>>>

//! Application layer: orchestration, ports, and the project plan.
//!
//! Services coordinate domain logic and I/O through ports; they contain no
//! emission logic of their own and no direct filesystem or process calls.

pub mod error;
pub mod ports;
pub mod project;
pub mod services;

pub use error::ApplicationError;
pub use project::{MEMBERS, PlanStep, ProjectPlan, ProjectSpec, ToolchainStep};
pub use services::{GenerationReport, GenerationService, ProjectReport, ProjectService};
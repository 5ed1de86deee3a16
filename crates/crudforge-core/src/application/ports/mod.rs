//! Driven (output) ports - implemented by infrastructure.
//!
//! These traits define what the application needs from external systems.
//! The `crudforge-adapters` crate provides implementations.

use std::path::Path;

use chrono::{DateTime, Utc};
use uuid::Uuid;

use crate::application::project::ToolchainStep;
use crate::error::ForgeResult;

/// Port for filesystem operations.
///
/// Implemented by:
/// - `crudforge_adapters::filesystem::LocalFilesystem` (production)
/// - `crudforge_adapters::filesystem::MemoryFilesystem` (testing)
///
/// ## Design Notes
///
/// - `create_dir_all` is idempotent; pre-existing directories are not errors
/// - `write_file` unconditionally overwrites — regeneration is a rewrite,
///   never a merge
pub trait Filesystem: Send + Sync {
    /// Create a directory and all parent directories.
    fn create_dir_all(&self, path: &Path) -> ForgeResult<()>;

    /// Write content to a file, replacing any previous content.
    fn write_file(&self, path: &Path, content: &str) -> ForgeResult<()>;

    /// Check if path exists.
    fn exists(&self, path: &Path) -> bool;
}

/// Port for the external build toolchain.
///
/// Implemented by:
/// - `crudforge_adapters::toolchain::CargoToolchain` (production)
/// - `crudforge_adapters::toolchain::RecordingToolchain` (testing)
///
/// The generator core never touches this port; only the project driver does.
pub trait Toolchain: Send + Sync {
    /// Whether a step's outcome is already present under `root`.
    ///
    /// Satisfied steps are skipped, which is what makes plan execution
    /// idempotent.
    fn is_satisfied(&self, step: &ToolchainStep, root: &Path) -> bool;

    /// Execute one step under `root`.
    fn run(&self, step: &ToolchainStep, root: &Path) -> ForgeResult<()>;
}

/// Port for record persistence used by the generic CRUD capability.
///
/// Implemented by:
/// - `crudforge_adapters::store::MemoryRecordStore` (in-memory)
pub trait RecordStore<T>: Send + Sync {
    fn get(&self, id: Uuid) -> ForgeResult<Option<T>>;

    fn all(&self) -> ForgeResult<Vec<T>>;

    /// Insert or replace a record keyed by its identifier.
    fn upsert(&self, record: T) -> ForgeResult<()>;

    /// Remove a record permanently; `false` when absent.
    fn remove(&self, id: Uuid) -> ForgeResult<bool>;
}

/// Port for the wall clock, so audit stamps are testable.
pub trait Clock: Send + Sync {
    fn now(&self) -> DateTime<Utc>;
}
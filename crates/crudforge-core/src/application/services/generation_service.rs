//! Generation Service - the per-entity coordinator.
//!
//! For one schema it:
//! 1. Re-validates the schema (fail fast, before any write)
//! 2. Creates the seven layer directories (idempotent)
//! 3. Runs the emitters in fixed order, persisting each artifact
//!
//! A write failure aborts the remaining emitters for that entity. Artifacts
//! already written are left in place: regeneration overwrites them anyway, so
//! there is no rollback and no retry.

use std::path::{Path, PathBuf};

use tracing::{debug, info, instrument};

use crate::{
    application::{ApplicationError, ports::Filesystem},
    domain::EntitySchema,
    emit::{ArtifactKind, render_entity_artifacts},
    error::{ForgeError, ForgeResult},
};

/// What one generation pass produced.
#[derive(Debug, Clone, PartialEq, Eq)]
pub struct GenerationReport {
    pub entity: String,
    pub written: Vec<PathBuf>,
}

/// Main generation service.
///
/// Owns the filesystem port; everything above it is pure.
pub struct GenerationService {
    filesystem: Box<dyn Filesystem>,
}

impl GenerationService {
    pub fn new(filesystem: Box<dyn Filesystem>) -> Self {
        Self { filesystem }
    }

    /// Generate all seven artifacts for one entity under `base`.
    #[instrument(skip_all, fields(entity = %schema.name(), base = %base.display()))]
    pub fn generate(&self, schema: &EntitySchema, base: &Path) -> ForgeResult<GenerationReport> {
        // Caller errors surface before anything touches the filesystem.
        schema.validate().map_err(ForgeError::Domain)?;

        info!("generating artifacts");

        for kind in ArtifactKind::ALL {
            let dir = base.join(kind.layer_dir());
            self.filesystem
                .create_dir_all(&dir)
                .map_err(|e| fail(schema, e))?;
        }

        let mut written = Vec::with_capacity(ArtifactKind::ALL.len());
        for artifact in render_entity_artifacts(schema) {
            let path = base.join(&artifact.relative_path);
            self.filesystem
                .write_file(&path, &artifact.content)
                .map_err(|e| fail(schema, e))?;
            debug!(kind = ?artifact.kind, path = %path.display(), "artifact written");
            written.push(path);
        }

        info!(artifacts = written.len(), "generation completed");
        Ok(GenerationReport {
            entity: schema.name().to_owned(),
            written,
        })
    }
}

/// Wrap an orchestration failure with the entity it aborted.
fn fail(schema: &EntitySchema, err: ForgeError) -> ForgeError {
    match err {
        ForgeError::Application(source) => {
            ForgeError::Application(ApplicationError::GenerationFailed {
                entity: schema.name().to_owned(),
                source: Box::new(source),
            })
        }
        other => other,
    }
}

// ── Tests ─────────────────────────────────────────────────────────────────────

<<<

What you are asked to do: From the first line of the entries above to the line with "pub mod ports;", please return every line exactly, keeping both ends.

Solution to the problem:
//! Application layer: orchestration, ports, and the project plan.
//!
//! Services coordinate domain logic and I/O through ports; they contain no
//! emission logic of their own and no direct filesystem or process calls.

pub mod error;
pub mod ports;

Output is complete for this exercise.